◆ **Records for processing**:

● ● ● ● ● ● ●

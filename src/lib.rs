//! Resume insight library: resume analysis, ATS scoring and job matching

pub mod analysis;
pub mod cli;
pub mod config;
pub mod error;
pub mod input;
pub mod job;
pub mod matching;
pub mod output;

pub use analysis::engine::ResumeAnalyzer;
pub use analysis::types::ResumeAnalysis;
pub use config::Config;
pub use error::{Result, ResumeInsightError};
pub use job::parser::JobParser;
pub use job::types::JobAnalysis;
pub use matching::{compute_match, MatchResult};
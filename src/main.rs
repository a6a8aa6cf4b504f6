//! Resume insight: resume analysis, ATS scoring and job-match CLI

use clap::Parser;
use log::{error, info};
use resume_insight::cli::{self, Cli, Commands, ConfigAction};
use resume_insight::config::Config;
use resume_insight::error::{Result, ResumeInsightError};
use resume_insight::matching::compute_match;
use resume_insight::output::formatter_for;
use resume_insight::{JobParser, ResumeAnalyzer};
use std::path::{Path, PathBuf};
use std::process;

#[tokio::main]
async fn main() {
    let cli = Cli::parse();

    let log_level = if cli.verbose { "debug" } else { "info" };
    env_logger::Builder::from_env(env_logger::Env::default().default_filter_or(log_level)).init();

    let config = match Config::load() {
        Ok(config) => config,
        Err(e) => {
            error!("Failed to load configuration: {}", e);
            process::exit(1);
        }
    };

    if let Err(e) = run_command(cli.command, config).await {
        error!("Command failed: {}", e);
        process::exit(1);
    }
}

async fn run_command(command: Commands, config: Config) -> Result<()> {
    match command {
        Commands::Analyze {
            file,
            output,
            save,
            detailed,
        } => {
            cli::validate_file_extension(&file, &["pdf", "docx", "doc", "txt", "md"])
                .map_err(|e| ResumeInsightError::InvalidInput(format!("Resume file: {}", e)))?;
            let output_format =
                cli::parse_output_format(&output).map_err(ResumeInsightError::InvalidInput)?;

            info!("Analyzing resume: {}", file.display());
            let bytes = read_file(&file, &config).await?;
            let filename = file_name(&file);

            let analyzer = ResumeAnalyzer::new();
            let analysis = analyzer.analyze(&bytes, &filename);

            let formatter = formatter_for(output_format, detailed, config.output.color_output);
            let report = formatter.format_resume(&analysis)?;
            emit(&report, save).await
        }

        Commands::ParseJob { file, output, save } => {
            cli::validate_file_extension(&file, &["txt", "md"]).map_err(|e| {
                ResumeInsightError::InvalidInput(format!("Job description file: {}", e))
            })?;
            let output_format =
                cli::parse_output_format(&output).map_err(ResumeInsightError::InvalidInput)?;

            info!("Parsing job description: {}", file.display());
            let text = read_text(&file, &config).await?;

            let parser = JobParser::new();
            let analysis = parser.parse(&text);

            let formatter = formatter_for(output_format, false, config.output.color_output);
            let report = formatter.format_job(&analysis)?;
            emit(&report, save).await
        }

        Commands::Match {
            resume,
            job,
            output,
            save,
        } => {
            cli::validate_file_extension(&resume, &["pdf", "docx", "doc", "txt", "md"])
                .map_err(|e| ResumeInsightError::InvalidInput(format!("Resume file: {}", e)))?;
            cli::validate_file_extension(&job, &["txt", "md"]).map_err(|e| {
                ResumeInsightError::InvalidInput(format!("Job description file: {}", e))
            })?;
            let output_format =
                cli::parse_output_format(&output).map_err(ResumeInsightError::InvalidInput)?;

            info!(
                "Scoring {} against {}",
                resume.display(),
                job.display()
            );
            let resume_bytes = read_file(&resume, &config).await?;
            let job_text = read_text(&job, &config).await?;

            let analyzer = ResumeAnalyzer::new();
            let resume_analysis = analyzer.analyze(&resume_bytes, &file_name(&resume));
            let job_analysis = JobParser::new().parse(&job_text);
            let result = compute_match(&resume_analysis, &job_analysis);

            let formatter = formatter_for(output_format, false, config.output.color_output);
            let report = formatter.format_match(&result)?;
            emit(&report, save).await
        }

        Commands::Config { action } => {
            match action {
                Some(ConfigAction::Show) | None => {
                    println!("⚙️  Current Configuration\n");
                    println!("Max file size: {} MB", config.extraction.max_file_size_mb);
                    println!("Output format: {:?}", config.output.format);
                    println!("Detailed output: {}", config.output.detailed);
                    println!("Color output: {}", config.output.color_output);
                }

                Some(ConfigAction::Reset) => {
                    let default_config = Config::default();
                    default_config.save()?;
                    println!("✅ Configuration reset to defaults");
                }
            }
            Ok(())
        }
    }
}

async fn read_file(path: &Path, config: &Config) -> Result<Vec<u8>> {
    check_file_size(path, config).await?;
    Ok(tokio::fs::read(path).await?)
}

async fn read_text(path: &Path, config: &Config) -> Result<String> {
    check_file_size(path, config).await?;
    Ok(tokio::fs::read_to_string(path).await?)
}

async fn check_file_size(path: &Path, config: &Config) -> Result<()> {
    let metadata = tokio::fs::metadata(path).await?;
    if metadata.len() > config.max_file_size_bytes() {
        return Err(ResumeInsightError::InvalidInput(format!(
            "File {} exceeds the {} MB size limit",
            path.display(),
            config.extraction.max_file_size_mb
        )));
    }
    Ok(())
}

fn file_name(path: &Path) -> String {
    path.file_name()
        .map(|name| name.to_string_lossy().to_string())
        .unwrap_or_default()
}

async fn emit(report: &str, save: Option<PathBuf>) -> Result<()> {
    println!("{}", report);
    if let Some(save_path) = save {
        tokio::fs::write(&save_path, report).await?;
        println!("💾 Saved report to {}", save_path.display());
    }
    Ok(())
}
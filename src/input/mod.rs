//! Input handling: file type detection and text extraction

pub mod extractor;
pub mod file_detector;

pub use extractor::extract_text;
pub use file_detector::FileType;
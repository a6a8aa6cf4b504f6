//! Resume-to-job match scoring

pub mod scorer;
pub mod types;

pub use scorer::compute_match;
pub use types::{CategoryScores, MatchRecommendation, MatchResult};
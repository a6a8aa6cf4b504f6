//! Resume-side analysis pipeline

pub mod contact;
pub mod engine;
pub mod industry;
pub mod keywords;
pub mod readability;
pub mod recommend;
pub mod scorer;
pub mod segmenter;
pub mod types;

pub use engine::ResumeAnalyzer;
pub use types::{Industry, ResumeAnalysis};
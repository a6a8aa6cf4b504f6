//! Value types produced by the job description parser

use crate::analysis::types::Industry;
use serde::{Deserialize, Serialize};
use std::collections::BTreeMap;

#[derive(Debug, Clone, Copy, PartialEq, Eq, Serialize, Deserialize)]
#[serde(rename_all = "lowercase")]
pub enum ExperienceLevel {
    Entry,
    Junior,
    Mid,
    Senior,
}

#[derive(Debug, Clone, Copy, PartialEq, Eq, Serialize, Deserialize)]
#[serde(rename_all = "lowercase")]
pub enum DegreeLevel {
    Bachelor,
    Master,
    Doctorate,
}

#[derive(Debug, Clone, Copy, PartialEq, Eq, Serialize, Deserialize)]
#[serde(rename_all = "lowercase")]
pub enum JobLevel {
    Senior,
    Junior,
    Mid,
}

#[derive(Debug, Clone, Copy, PartialEq, Eq, Serialize, Deserialize)]
pub enum CompanyType {
    #[serde(rename = "startup")]
    Startup,
    #[serde(rename = "enterprise")]
    Enterprise,
    #[serde(rename = "mid-size")]
    MidSize,
}

#[derive(Debug, Clone, PartialEq, Serialize, Deserialize)]
#[serde(rename_all = "camelCase")]
pub struct ExperienceRequirement {
    pub min_years: u32,
    /// Only set when more than one distinct year figure was mentioned.
    #[serde(default, skip_serializing_if = "Option::is_none")]
    pub max_years: Option<u32>,
    /// "experience in/with X" phrases as written in the posting.
    #[serde(default, skip_serializing_if = "Vec::is_empty")]
    pub specific_experience: Vec<String>,
    pub level: ExperienceLevel,
}

#[derive(Debug, Clone, PartialEq, Serialize, Deserialize)]
#[serde(rename_all = "camelCase")]
pub struct EducationRequirement {
    pub degree_required: bool,
    #[serde(default, skip_serializing_if = "Option::is_none")]
    pub degree_level: Option<DegreeLevel>,
    pub preferred_fields: Vec<String>,
    pub certifications: Vec<String>,
}

#[derive(Debug, Clone, PartialEq, Serialize, Deserialize)]
#[serde(rename_all = "camelCase")]
pub struct SkillRequirements {
    pub required_skills: Vec<String>,
    pub preferred_skills: Vec<String>,
    pub categorized_skills: BTreeMap<String, Vec<String>>,
    pub skill_frequency: BTreeMap<String, usize>,
}

#[derive(Debug, Clone, PartialEq, Serialize, Deserialize)]
#[serde(rename_all = "camelCase")]
pub struct Requirements {
    pub experience: ExperienceRequirement,
    pub education: EducationRequirement,
    pub skills: SkillRequirements,
}

#[derive(Debug, Clone, PartialEq, Serialize, Deserialize)]
#[serde(rename_all = "camelCase")]
pub struct KeywordStats {
    /// Top 20 non-stop-words by frequency.
    pub top_words: BTreeMap<String, usize>,
    /// Top 10 adjacent two-word phrases by frequency.
    pub top_phrases: BTreeMap<String, usize>,
    pub total_unique_words: usize,
    pub total_words: usize,
}

#[derive(Debug, Clone, PartialEq, Serialize, Deserialize)]
#[serde(rename_all = "camelCase")]
pub struct CompanyInfo {
    pub size_indicators: Vec<String>,
    pub company_type: CompanyType,
}

/// Full analysis of one job posting, derived fresh per request.
#[derive(Debug, Clone, PartialEq, Serialize, Deserialize)]
#[serde(rename_all = "camelCase")]
pub struct JobAnalysis {
    pub raw_text: String,
    pub word_count: usize,
    pub requirements: Requirements,
    pub keywords: KeywordStats,
    pub job_level: JobLevel,
    pub industry: Industry,
    pub benefits: Vec<String>,
    pub company_info: CompanyInfo,
}
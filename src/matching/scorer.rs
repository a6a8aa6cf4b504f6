//! Weighted match scoring between a resume analysis and a job analysis

use crate::analysis::types::{Industry, Priority, ResumeAnalysis};
use crate::job::types::{JobAnalysis, SkillRequirements};
use crate::matching::types::{
    CategoryScores, MatchRecommendation, MatchRecommendationKind, MatchResult,
};

const EXPERIENCE_WEIGHT: f64 = 0.30;
const SKILLS_WEIGHT: f64 = 0.40;
const EDUCATION_WEIGHT: f64 = 0.15;
const INDUSTRY_WEIGHT: f64 = 0.15;

const STRENGTH_THRESHOLD: f64 = 80.0;
const GAP_THRESHOLD: f64 = 60.0;
const MISSING_SKILL_SUGGESTIONS: usize = 5;

/// Combines resume-side and job-side signals into an overall match score
/// with a category breakdown, strengths, gaps and recommendations.
pub fn compute_match(resume: &ResumeAnalysis, job: &JobAnalysis) -> MatchResult {
    let category_scores = CategoryScores {
        experience: experience_score(job),
        skills: skills_score(resume, &job.requirements.skills),
        education: education_score(job),
        industry: industry_score(resume.industry, job.industry),
    };

    let overall_score = category_scores.experience * EXPERIENCE_WEIGHT
        + category_scores.skills * SKILLS_WEIGHT
        + category_scores.education * EDUCATION_WEIGHT
        + category_scores.industry * INDUSTRY_WEIGHT;

    let (strengths, gaps, recommendations) = generate_insights(resume, job, &category_scores);

    MatchResult {
        overall_score,
        category_scores,
        strengths,
        gaps,
        recommendations,
    }
}

/// Coarse bucket of the job's minimum-years requirement. Known limitation
/// carried over from the original scoring model: the resume's own detected
/// experience is not consulted.
fn experience_score(job: &JobAnalysis) -> f64 {
    let min_years = job.requirements.experience.min_years;
    if min_years == 0 {
        90.0
    } else if min_years <= 3 {
        75.0
    } else {
        60.0
    }
}

/// Required skills carry 80 points, preferred skills 20. An empty list
/// contributes its full allocation rather than being treated as 0/0.
fn skills_score(resume: &ResumeAnalysis, job_skills: &SkillRequirements) -> f64 {
    let resume_keywords: Vec<String> = resume
        .keyword_analysis
        .found_keywords
        .iter()
        .map(|kw| kw.to_lowercase())
        .collect();

    let required_score = ratio_score(&job_skills.required_skills, &resume_keywords, 80.0);
    let preferred_score = ratio_score(&job_skills.preferred_skills, &resume_keywords, 20.0);

    (required_score + preferred_score).min(100.0)
}

fn ratio_score(job_skills: &[String], resume_keywords: &[String], allocation: f64) -> f64 {
    if job_skills.is_empty() {
        return allocation;
    }
    let matches = job_skills
        .iter()
        .filter(|skill| skill_matches(skill, resume_keywords))
        .count();
    matches as f64 / job_skills.len() as f64 * allocation
}

fn skill_matches(skill: &str, resume_keywords: &[String]) -> bool {
    let skill = skill.to_lowercase();
    resume_keywords.iter().any(|kw| kw.contains(&skill))
}

fn education_score(job: &JobAnalysis) -> f64 {
    if !job.requirements.education.degree_required {
        100.0
    } else {
        // Fixed allowance; the resume's education section is not verified
        75.0
    }
}

fn industry_score(resume_industry: Industry, job_industry: Industry) -> f64 {
    let transferable = [Industry::Technology, Industry::General];
    if resume_industry == job_industry {
        100.0
    } else if transferable.contains(&resume_industry) || transferable.contains(&job_industry) {
        70.0
    } else {
        50.0
    }
}

fn generate_insights(
    resume: &ResumeAnalysis,
    job: &JobAnalysis,
    scores: &CategoryScores,
) -> (Vec<String>, Vec<String>, Vec<MatchRecommendation>) {
    let mut strengths = Vec::new();
    let mut gaps = Vec::new();
    let mut recommendations = Vec::new();

    if scores.skills >= STRENGTH_THRESHOLD {
        strengths.push("Strong skills alignment with job requirements".to_string());
    }
    if scores.experience >= STRENGTH_THRESHOLD {
        strengths.push("Experience level matches job expectations".to_string());
    }
    if scores.industry >= STRENGTH_THRESHOLD {
        strengths.push("Strong industry background for this role".to_string());
    }

    if scores.skills < GAP_THRESHOLD {
        gaps.push("Missing several key technical skills".to_string());
    }
    if scores.experience < GAP_THRESHOLD {
        gaps.push("Experience level below job requirements".to_string());
    }
    if scores.education < GAP_THRESHOLD {
        gaps.push("Education requirements not fully met".to_string());
    }

    let resume_keywords: Vec<String> = resume
        .keyword_analysis
        .found_keywords
        .iter()
        .map(|kw| kw.to_lowercase())
        .collect();
    let missing_required: Vec<String> = job
        .requirements
        .skills
        .required_skills
        .iter()
        .take(MISSING_SKILL_SUGGESTIONS)
        .filter(|skill| !skill_matches(skill, &resume_keywords))
        .cloned()
        .collect();

    if !missing_required.is_empty() {
        recommendations.push(MatchRecommendation {
            kind: MatchRecommendationKind::AddSkills,
            priority: Priority::High,
            title: "Add Missing Required Skills".to_string(),
            description: format!(
                "Consider adding these skills: {}",
                missing_required.join(", ")
            ),
            skills: missing_required,
        });
    }

    if scores.experience < 70.0 {
        recommendations.push(MatchRecommendation {
            kind: MatchRecommendationKind::HighlightExperience,
            priority: Priority::Medium,
            title: "Emphasize Relevant Experience".to_string(),
            description:
                "Highlight projects and achievements that demonstrate the required experience level"
                    .to_string(),
            skills: Vec::new(),
        });
    }

    (strengths, gaps, recommendations)
}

● ● ● ● ● ● ●

◆ **Exercise brief**: Matching lines for the string "with": work out how many the records contain and write only the number.

◆ **Answer section**: 3